(RECORDS TO PROCESS)
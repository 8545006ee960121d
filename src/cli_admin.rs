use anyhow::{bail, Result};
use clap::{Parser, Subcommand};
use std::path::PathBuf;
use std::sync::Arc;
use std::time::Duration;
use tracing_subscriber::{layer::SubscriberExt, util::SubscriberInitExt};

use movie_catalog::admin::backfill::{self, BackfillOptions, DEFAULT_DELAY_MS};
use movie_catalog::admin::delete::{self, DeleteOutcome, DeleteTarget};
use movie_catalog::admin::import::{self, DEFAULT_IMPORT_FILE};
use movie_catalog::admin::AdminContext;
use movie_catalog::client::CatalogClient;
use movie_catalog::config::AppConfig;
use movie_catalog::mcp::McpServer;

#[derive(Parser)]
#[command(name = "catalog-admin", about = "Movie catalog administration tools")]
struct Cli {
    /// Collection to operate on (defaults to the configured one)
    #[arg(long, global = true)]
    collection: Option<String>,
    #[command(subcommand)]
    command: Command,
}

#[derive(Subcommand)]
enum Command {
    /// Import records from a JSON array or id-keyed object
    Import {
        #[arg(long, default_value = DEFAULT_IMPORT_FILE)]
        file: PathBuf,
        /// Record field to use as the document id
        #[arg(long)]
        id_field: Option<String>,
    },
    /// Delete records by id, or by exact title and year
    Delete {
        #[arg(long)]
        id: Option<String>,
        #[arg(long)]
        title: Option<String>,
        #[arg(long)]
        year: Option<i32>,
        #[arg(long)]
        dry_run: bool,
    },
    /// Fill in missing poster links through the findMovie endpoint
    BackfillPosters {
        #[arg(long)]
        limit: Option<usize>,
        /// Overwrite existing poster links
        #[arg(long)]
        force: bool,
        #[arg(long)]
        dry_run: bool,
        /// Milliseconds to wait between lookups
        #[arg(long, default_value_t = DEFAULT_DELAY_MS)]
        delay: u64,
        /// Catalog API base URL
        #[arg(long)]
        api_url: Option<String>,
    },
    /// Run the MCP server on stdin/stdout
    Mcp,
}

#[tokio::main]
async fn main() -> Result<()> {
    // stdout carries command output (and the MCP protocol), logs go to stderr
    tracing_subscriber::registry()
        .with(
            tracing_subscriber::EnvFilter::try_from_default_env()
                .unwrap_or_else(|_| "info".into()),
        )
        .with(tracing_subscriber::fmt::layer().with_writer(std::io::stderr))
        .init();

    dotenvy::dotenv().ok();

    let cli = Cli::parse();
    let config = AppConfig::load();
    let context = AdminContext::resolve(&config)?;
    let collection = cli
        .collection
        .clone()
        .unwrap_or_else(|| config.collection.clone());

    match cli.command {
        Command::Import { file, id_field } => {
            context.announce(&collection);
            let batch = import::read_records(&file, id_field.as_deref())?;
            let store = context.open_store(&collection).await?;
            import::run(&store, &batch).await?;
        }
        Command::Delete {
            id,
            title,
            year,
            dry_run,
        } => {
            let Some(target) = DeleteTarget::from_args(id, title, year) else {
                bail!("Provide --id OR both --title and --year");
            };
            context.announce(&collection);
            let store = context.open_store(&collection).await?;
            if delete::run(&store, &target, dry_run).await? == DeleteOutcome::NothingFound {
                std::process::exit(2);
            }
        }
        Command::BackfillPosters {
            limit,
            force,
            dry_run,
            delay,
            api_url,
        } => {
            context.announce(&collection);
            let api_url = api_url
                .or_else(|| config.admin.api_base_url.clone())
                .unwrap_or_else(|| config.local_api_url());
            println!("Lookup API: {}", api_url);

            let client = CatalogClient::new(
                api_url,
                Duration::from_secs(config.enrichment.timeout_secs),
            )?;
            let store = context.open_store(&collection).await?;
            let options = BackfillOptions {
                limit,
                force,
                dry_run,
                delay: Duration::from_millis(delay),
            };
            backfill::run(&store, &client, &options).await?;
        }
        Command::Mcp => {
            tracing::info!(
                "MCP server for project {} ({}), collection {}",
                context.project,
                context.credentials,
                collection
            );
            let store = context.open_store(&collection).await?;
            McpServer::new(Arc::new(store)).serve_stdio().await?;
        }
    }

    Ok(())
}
(End RECORDS TO PROCESS)
(RECORDS TO PROCESS)
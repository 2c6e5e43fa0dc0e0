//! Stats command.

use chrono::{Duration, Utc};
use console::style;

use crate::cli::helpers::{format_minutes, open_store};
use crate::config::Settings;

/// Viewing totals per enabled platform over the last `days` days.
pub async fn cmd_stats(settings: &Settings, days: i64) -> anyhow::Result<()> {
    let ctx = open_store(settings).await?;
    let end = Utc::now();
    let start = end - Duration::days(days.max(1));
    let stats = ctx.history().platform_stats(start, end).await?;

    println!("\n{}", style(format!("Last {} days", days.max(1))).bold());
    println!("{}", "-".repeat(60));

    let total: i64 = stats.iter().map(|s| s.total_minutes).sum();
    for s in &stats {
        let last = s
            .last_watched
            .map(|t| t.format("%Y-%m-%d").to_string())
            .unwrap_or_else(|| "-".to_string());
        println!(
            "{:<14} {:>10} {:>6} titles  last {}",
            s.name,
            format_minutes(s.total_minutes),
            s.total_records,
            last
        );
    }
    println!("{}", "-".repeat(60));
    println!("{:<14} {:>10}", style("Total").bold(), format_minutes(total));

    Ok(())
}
(End RECORDS TO PROCESS)
- _TASK STATEMENT_
In the data above, which lines lie between the line with "#[arg(long, global = true)]" and the line with "wait between lookups", inclusive? Print those lines exactly and nothing else.

- _ANSWER TO THIS TASK_
    #[arg(long, global = true)]
    collection: Option<String>,
    #[command(subcommand)]
    command: Command,
}

#[derive(Subcommand)]
enum Command {
    /// Import records from a JSON array or id-keyed object
    Import {
        #[arg(long, default_value = DEFAULT_IMPORT_FILE)]
        file: PathBuf,
        /// Record field to use as the document id
        #[arg(long)]
        id_field: Option<String>,
    },
    /// Delete records by id, or by exact title and year
    Delete {
        #[arg(long)]
        id: Option<String>,
        #[arg(long)]
        title: Option<String>,
        #[arg(long)]
        year: Option<i32>,
        #[arg(long)]
        dry_run: bool,
    },
    /// Fill in missing poster links through the findMovie endpoint
    BackfillPosters {
        #[arg(long)]
        limit: Option<usize>,
        /// Overwrite existing poster links
        #[arg(long)]
        force: bool,
        #[arg(long)]
        dry_run: bool,
        /// Milliseconds to wait between lookups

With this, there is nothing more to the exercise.